If you want to know all about Hart, you’ll have to read both biographies: Bach is livelier by a very wide margin, but Brown’s access to family-controlled primary source material makes his book indispensable. If, on the other hand, you merely wish to make the acquaintance of one of Broadway’s most successful commercial playwrights and directors, go straight to Act One, Hart’s anecdote-rich 1959 memoir, which is out of print but easy to find. Hart was a wonderful storyteller who had a wonderful story to tell, and though he wasn’t above fudging the facts, Act One remains one of the most engaging and instructive theatrical memoirs ever written, not least for Hart’s sweet-and-sour recollections of the horrific summer he spent working as the social director of a poverty-stricken Catskills resort.

• Kenneth Morgan’s Fritz Reiner: Maestro and Martinet (University of Illinois, 310 pp., $34.95) is the second biography of the musician-eating Hungarian conductor who moved his baton in arcs so tiny that a bass player in the Pittsburgh Symphony once set up a telescope at a rehearsal so that he could follow the beat. (This anecdote is so famous that I always assumed it to be apocryphal, but Morgan claims to have found a witness.) Like Jared Brown, Morgan is following in the footsteps of a previous biographer, Philip Hart, whose Fritz Reiner: A Biography (1994) was a good first try written by a man who had the advantage of knowing Reiner throughout his stormy tenure as the Chicago Symphony’s music director. Morgan’s book is more thorough, Hart’s more vivid, and once again you’ll have to read them both if you want to get a clear sense of what Reiner was like and why he continues to be regarded as one of the greatest conductors of the 20th century.

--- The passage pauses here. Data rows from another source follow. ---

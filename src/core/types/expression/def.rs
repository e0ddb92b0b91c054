//! 表达式类型定义
//!
//! 本模块定义表达式模型的闭合和类型 `Expression`。每个变体包装一个独立的节点结构体，
//! 相等与哈希由各节点按自己的身份键实现，克隆即深拷贝。

use super::aggregate::AggregateSymbol;
use super::alias::{AliasSymbol, ExpressionSymbol, MultipleElementSymbol};
use super::array::Array;
use super::case::{CaseExpression, SearchedCaseExpression};
use super::constant::Constant;
use super::element_symbol::ElementSymbol;
use super::function::Function;
use super::reference::Reference;
use super::subquery::ScalarSubquery;
use super::window::WindowFunction;
use super::xml::{XmlCast, XmlElement, XmlExists, XmlForest, XmlParse, XmlQuery, XmlSerialize};

/// 统一表达式类型
///
/// 解析器产生未解析的树，解析器原地绑定类型和元数据，
/// 之后的规划、求值和渲染都通过访问者协议遍历。
#[derive(Debug, Clone, PartialEq, Eq, Hash)]
pub enum Expression {
    /// 字面量
    Constant(Constant),

    /// 列引用
    ElementSymbol(ElementSymbol),

    /// 绑定参数或相关引用
    Reference(Reference),

    /// 函数调用
    Function(Function),

    /// 聚合函数
    AggregateSymbol(AggregateSymbol),

    /// 窗口函数
    WindowFunction(WindowFunction),

    /// 数组构造
    Array(Array),

    /// 简单 CASE
    CaseExpression(CaseExpression),

    /// 搜索型 CASE
    SearchedCaseExpression(SearchedCaseExpression),

    /// 标量子查询
    ScalarSubquery(ScalarSubquery),

    /// 别名
    AliasSymbol(AliasSymbol),

    /// 命名的匿名表达式
    ExpressionSymbol(ExpressionSymbol),

    /// `*` / `group.*`
    MultipleElementSymbol(MultipleElementSymbol),

    XmlElement(XmlElement),
    XmlForest(XmlForest),
    XmlQuery(XmlQuery),
    XmlCast(XmlCast),
    XmlParse(XmlParse),
    XmlSerialize(XmlSerialize),
    XmlExists(XmlExists),
}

Incidentally, Reiner and the Chicago Symphony recorded exclusively for RCA throughout the 50′s and early 60′s, and most of their albums remain in print to this day. If you want a little background music while reading either or both of these books, I recommend their matchlessly brilliant performances of Bela Bartók’s Concerto for Orchestra and Music for Strings, Percussion and Celesta, Ottorino Respighi’s Pines of Rome, and Richard Strauss’s Don Quixote, all recorded in still-gorgeous early stereo sound.